La consolidación de los grandes ejes logísticos está abriendo una nueva vía de crecimiento: extender hacia nuevas áreas las ventajas de ecosistemas que han tardado años en construirse
Crear un polo logístico desde cero requiere mucho más que disponer de suelo. Las empresas necesitan conexiones, proveedores, trabajadores, servicios e infraestructuras capaces de acompañar su actividad. Elementos que pueden planificarse, pero que necesitan tiempo para alcanzar la masa crítica necesaria para funcionar como un verdadero ecosistema.
Sin embargo, existe otra forma de crecer: ampliar el radio de influencia de los polos que ya han demostrado su capacidad para atraer actividad.
Cuando un eje se consolida, su valor empieza a extenderse más allá de sus límites iniciales. Las empresas instaladas generan demanda para proveedores y servicios, se concentra conocimiento especializado, aumenta la disponibilidad de determinados perfiles profesionales y las infraestructuras evolucionan para responder a un volumen de actividad cada vez mayor. El resultado es una ventaja difícil de replicar desde cero.
Crecer sin empezar de nuevo
Este fenómeno empieza a cambiar la manera de entender el crecimiento de los grandes polos logísticos. La siguiente oportunidad no tiene por qué encontrarse necesariamente dentro de las mismas áreas que protagonizaron su primera etapa de desarrollo, sino en nuevos espacios capaces de conectarse con una dinámica económica que ya existe.
Para las empresas, formar parte de la expansión de un polo consolidado permite acceder a buena parte de las ventajas generadas durante años: una red de proveedores, disponibilidad de talento, servicios especializados, conexiones y un mercado laboral familiarizado con determinadas actividades.
También permite responder a una cuestión cada vez más relevante. ¿Qué ocurre cuando una compañía necesita crecer, pero quiere mantener cerca los trabajadores, proveedores y relaciones empresariales que ya forman parte de su operativa?
En estos casos, ampliar un eje existente puede ofrecer una alternativa a trasladar la actividad a una zona completamente nueva y tener que reconstruir desde cero buena parte de ese ecosistema.
Para Leandro Greblo, Country Manager Iberia de Mountpark, “cuando un polo alcanza un determinado nivel de madurez, su capacidad de crecimiento ya no tiene por qué limitarse al espacio donde comenzó a desarrollarse. Todo el conocimiento, los servicios y las relaciones empresariales generados durante años pueden convertirse en la base sobre la que construir su siguiente etapa”.

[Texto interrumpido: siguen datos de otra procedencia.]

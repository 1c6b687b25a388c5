//! Order projection stores for orderbus.
//!
//! # Overview
//!
//! This crate provides concrete implementations of
//! [`OrderStore`](orderbus_core::projection::OrderStore):
//! - **In-memory**: sharded concurrent maps, the default backend
//! - **`PostgreSQL`**: persistent table with both read indexes in the database
//!
//! # Choosing a Backend
//!
//! ```text
//! DATABASE_URL unset  →  InMemoryOrderStore   (state lost on restart)
//! DATABASE_URL set    →  PostgresOrderStore   (migrate() creates the table)
//! ```
//!
//! Both backends apply writes to one key atomically and keep the account and
//! vendor indexes consistent with the primary record.

pub mod memory;
pub mod postgres;

pub use memory::InMemoryOrderStore;
pub use postgres::PostgresOrderStore;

Es precisamente esa siguiente etapa la que empieza a abrir nuevas posibilidades en el sur de Madrid, en continuidad con un eje económico ya consolidado, y que representa la oportunidad de desarrollar nueva capacidad sin partir de una página en blanco.
Para Mountpark, esta evolución plantea una forma diferente de abordar los futuros desarrollos: no crear ecosistemas aislados, sino identificar dónde existe ya una dinámica empresarial capaz de extenderse y generar nuevas oportunidades de crecimiento.
Y es que quizá el próximo gran polo logístico no tenga que construirse desde cero. Quizá ya haya empezado a crecer.